WHAT IS REQUIRED
In the records below, pick out all lines containing the word "values".
━━━━━━━━━━
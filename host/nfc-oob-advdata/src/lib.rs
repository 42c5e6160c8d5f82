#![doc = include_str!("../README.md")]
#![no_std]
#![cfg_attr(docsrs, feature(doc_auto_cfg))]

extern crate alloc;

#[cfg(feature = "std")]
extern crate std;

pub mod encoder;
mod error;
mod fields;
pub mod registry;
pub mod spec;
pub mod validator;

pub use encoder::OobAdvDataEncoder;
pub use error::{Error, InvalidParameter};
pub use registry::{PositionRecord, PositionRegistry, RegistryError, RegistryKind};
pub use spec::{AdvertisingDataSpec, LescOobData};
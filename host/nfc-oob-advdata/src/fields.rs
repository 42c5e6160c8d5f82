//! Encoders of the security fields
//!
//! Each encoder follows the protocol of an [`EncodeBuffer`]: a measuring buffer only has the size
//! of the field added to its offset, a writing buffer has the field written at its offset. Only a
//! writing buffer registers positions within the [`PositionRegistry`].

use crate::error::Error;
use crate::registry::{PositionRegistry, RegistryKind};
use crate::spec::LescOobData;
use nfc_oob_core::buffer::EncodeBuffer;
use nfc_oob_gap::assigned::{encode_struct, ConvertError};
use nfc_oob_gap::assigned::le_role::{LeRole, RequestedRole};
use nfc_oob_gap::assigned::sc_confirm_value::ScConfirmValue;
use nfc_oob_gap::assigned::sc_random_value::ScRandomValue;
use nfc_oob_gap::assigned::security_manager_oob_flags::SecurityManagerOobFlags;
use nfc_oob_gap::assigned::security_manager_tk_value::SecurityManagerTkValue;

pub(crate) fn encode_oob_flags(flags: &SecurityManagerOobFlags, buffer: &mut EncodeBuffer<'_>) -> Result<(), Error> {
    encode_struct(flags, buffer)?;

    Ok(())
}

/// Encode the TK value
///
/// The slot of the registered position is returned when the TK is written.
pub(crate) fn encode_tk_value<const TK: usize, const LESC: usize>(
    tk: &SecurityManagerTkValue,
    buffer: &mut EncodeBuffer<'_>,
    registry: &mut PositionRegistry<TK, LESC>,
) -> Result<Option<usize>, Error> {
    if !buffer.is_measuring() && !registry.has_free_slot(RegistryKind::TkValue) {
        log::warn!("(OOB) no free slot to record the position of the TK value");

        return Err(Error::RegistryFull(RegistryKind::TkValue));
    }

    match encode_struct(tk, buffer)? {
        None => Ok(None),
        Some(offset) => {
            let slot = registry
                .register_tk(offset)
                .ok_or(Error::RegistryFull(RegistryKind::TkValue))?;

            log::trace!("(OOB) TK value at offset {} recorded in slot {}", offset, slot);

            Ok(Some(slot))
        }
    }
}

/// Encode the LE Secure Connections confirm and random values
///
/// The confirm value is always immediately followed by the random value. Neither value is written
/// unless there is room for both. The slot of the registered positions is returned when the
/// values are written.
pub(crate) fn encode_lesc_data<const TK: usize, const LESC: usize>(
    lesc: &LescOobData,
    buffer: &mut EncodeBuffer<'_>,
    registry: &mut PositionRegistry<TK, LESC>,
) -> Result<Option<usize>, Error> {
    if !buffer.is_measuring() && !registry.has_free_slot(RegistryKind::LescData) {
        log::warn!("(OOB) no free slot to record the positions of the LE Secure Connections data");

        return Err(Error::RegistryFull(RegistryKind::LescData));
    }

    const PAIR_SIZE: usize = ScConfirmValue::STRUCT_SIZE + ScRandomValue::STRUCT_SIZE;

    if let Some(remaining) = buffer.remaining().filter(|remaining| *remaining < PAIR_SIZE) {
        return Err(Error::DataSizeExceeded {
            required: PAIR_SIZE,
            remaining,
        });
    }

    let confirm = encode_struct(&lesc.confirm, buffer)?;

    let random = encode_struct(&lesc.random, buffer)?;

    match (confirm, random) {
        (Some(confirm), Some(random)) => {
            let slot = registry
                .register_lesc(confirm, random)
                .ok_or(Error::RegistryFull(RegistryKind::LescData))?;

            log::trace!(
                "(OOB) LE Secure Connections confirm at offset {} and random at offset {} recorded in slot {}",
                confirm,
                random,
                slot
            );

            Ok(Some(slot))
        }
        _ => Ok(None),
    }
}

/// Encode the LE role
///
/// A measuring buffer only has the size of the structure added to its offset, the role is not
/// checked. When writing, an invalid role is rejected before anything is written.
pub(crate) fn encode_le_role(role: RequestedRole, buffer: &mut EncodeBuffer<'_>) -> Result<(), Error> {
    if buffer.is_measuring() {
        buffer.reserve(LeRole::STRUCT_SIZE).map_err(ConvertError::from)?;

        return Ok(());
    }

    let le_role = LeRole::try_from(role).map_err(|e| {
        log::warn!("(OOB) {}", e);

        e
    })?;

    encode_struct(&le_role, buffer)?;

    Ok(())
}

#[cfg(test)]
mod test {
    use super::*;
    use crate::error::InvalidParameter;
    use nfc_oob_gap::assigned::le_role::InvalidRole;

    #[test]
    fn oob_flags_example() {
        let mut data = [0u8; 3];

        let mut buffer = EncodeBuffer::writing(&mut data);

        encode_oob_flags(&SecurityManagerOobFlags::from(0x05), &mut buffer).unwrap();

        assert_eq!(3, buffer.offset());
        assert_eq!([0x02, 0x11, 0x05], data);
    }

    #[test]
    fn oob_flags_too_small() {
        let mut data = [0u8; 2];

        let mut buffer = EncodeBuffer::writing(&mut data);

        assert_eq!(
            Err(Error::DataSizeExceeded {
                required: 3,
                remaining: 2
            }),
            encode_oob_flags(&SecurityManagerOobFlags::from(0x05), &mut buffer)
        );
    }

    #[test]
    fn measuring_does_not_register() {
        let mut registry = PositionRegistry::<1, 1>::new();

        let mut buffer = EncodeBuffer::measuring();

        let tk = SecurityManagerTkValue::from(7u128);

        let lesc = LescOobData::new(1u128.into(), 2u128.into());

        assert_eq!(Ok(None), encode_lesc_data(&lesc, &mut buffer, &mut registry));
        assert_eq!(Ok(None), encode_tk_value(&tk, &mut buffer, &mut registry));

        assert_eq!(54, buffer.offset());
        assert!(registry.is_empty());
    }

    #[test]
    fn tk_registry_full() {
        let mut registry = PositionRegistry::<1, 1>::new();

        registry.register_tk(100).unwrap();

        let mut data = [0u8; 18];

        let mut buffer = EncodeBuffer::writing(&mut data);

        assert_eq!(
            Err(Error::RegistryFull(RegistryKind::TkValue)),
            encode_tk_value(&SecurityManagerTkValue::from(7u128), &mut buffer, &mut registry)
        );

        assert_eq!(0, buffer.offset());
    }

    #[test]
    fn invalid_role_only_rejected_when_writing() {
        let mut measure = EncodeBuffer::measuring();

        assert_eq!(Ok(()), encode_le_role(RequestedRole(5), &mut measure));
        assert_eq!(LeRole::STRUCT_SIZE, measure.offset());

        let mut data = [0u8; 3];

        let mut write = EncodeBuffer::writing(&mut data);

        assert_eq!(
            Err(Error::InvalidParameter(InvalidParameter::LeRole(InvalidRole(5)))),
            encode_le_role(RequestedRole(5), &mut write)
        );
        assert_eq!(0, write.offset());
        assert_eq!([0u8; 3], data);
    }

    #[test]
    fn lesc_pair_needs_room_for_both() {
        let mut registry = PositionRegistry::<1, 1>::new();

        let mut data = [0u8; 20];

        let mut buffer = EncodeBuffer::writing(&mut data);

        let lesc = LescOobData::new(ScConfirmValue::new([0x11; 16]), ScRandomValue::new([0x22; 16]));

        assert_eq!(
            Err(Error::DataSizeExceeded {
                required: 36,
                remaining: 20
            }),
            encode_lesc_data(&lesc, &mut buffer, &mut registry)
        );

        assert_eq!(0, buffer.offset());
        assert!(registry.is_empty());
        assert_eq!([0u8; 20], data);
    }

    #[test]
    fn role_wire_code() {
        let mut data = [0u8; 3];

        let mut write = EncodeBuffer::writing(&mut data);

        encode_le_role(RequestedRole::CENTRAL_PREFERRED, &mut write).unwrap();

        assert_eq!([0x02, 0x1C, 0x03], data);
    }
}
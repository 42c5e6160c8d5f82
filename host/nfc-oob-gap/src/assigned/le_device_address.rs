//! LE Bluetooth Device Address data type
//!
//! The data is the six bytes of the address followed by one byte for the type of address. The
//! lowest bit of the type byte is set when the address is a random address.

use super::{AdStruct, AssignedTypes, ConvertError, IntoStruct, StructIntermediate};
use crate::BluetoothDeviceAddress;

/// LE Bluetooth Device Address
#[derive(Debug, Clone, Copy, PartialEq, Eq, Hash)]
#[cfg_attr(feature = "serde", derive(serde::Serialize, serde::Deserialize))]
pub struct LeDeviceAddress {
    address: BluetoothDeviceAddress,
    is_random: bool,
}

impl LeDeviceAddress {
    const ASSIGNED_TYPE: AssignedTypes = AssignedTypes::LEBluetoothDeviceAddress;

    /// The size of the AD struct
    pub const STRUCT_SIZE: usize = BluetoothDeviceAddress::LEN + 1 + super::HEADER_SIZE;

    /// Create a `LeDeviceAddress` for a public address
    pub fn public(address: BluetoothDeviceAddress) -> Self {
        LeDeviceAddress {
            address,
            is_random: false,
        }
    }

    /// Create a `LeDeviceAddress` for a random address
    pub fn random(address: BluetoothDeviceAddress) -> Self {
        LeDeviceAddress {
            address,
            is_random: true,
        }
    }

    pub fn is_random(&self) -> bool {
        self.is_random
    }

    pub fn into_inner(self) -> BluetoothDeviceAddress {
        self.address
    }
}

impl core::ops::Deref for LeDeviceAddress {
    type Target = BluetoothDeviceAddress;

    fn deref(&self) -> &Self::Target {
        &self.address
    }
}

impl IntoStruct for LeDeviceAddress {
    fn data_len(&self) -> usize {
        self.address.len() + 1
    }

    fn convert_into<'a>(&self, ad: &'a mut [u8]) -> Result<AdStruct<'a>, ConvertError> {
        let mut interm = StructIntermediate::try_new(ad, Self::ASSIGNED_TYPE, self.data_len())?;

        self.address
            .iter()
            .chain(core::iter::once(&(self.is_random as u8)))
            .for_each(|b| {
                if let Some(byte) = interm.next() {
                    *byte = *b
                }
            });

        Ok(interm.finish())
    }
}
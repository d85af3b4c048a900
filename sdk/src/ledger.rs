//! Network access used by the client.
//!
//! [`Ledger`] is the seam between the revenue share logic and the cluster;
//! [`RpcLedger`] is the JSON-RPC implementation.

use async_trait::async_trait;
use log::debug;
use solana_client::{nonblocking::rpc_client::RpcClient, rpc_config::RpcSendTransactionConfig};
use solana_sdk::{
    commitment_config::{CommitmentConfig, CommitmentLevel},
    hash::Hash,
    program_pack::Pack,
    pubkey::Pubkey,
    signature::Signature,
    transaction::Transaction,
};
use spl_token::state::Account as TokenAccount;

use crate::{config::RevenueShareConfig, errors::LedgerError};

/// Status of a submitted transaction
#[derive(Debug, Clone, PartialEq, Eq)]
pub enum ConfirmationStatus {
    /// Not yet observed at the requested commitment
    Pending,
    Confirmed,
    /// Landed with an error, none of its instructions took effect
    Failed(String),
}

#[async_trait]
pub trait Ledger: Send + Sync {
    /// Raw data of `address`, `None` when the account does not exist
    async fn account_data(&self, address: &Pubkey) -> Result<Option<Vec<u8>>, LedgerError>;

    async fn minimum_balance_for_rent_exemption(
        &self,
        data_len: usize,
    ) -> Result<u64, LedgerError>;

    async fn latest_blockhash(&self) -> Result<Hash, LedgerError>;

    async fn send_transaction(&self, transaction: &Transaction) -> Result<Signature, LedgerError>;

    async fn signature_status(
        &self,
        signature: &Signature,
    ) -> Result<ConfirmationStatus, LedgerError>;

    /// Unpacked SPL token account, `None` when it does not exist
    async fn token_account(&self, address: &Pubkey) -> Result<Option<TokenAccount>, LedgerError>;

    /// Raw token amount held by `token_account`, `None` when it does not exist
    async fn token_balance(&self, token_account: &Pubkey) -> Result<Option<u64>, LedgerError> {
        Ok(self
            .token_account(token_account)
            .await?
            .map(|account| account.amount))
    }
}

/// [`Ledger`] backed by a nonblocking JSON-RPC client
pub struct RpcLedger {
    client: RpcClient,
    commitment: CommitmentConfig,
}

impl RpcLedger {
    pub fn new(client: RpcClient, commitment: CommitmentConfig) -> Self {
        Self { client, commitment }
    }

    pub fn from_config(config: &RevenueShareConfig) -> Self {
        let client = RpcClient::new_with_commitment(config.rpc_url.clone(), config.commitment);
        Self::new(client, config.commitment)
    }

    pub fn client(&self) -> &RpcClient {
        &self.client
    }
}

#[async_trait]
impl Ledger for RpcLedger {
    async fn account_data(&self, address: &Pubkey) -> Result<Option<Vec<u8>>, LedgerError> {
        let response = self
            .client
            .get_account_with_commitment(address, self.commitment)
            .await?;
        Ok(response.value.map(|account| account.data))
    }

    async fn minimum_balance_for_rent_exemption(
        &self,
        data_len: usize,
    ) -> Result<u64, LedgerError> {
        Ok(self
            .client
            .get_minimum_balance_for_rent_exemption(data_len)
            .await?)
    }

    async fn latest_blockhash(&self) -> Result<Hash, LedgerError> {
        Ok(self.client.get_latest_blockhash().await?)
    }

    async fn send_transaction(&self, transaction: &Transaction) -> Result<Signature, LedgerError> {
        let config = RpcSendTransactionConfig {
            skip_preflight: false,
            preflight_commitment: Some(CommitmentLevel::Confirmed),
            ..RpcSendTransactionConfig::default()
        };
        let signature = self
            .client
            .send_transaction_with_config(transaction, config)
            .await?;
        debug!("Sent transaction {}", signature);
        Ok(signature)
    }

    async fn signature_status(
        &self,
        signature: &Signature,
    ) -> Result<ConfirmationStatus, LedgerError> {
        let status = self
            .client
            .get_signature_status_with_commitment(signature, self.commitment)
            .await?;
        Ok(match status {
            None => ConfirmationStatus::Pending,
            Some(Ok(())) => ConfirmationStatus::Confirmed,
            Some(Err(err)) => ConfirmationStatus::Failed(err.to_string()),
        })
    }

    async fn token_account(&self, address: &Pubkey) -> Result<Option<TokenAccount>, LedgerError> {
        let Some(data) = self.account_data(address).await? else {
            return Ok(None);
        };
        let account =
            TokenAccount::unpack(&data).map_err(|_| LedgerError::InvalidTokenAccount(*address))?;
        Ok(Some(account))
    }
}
━━━━━━━━━━
FINAL ANSWER
/// Encode the LE Secure Connections confirm and random values
/// values are written.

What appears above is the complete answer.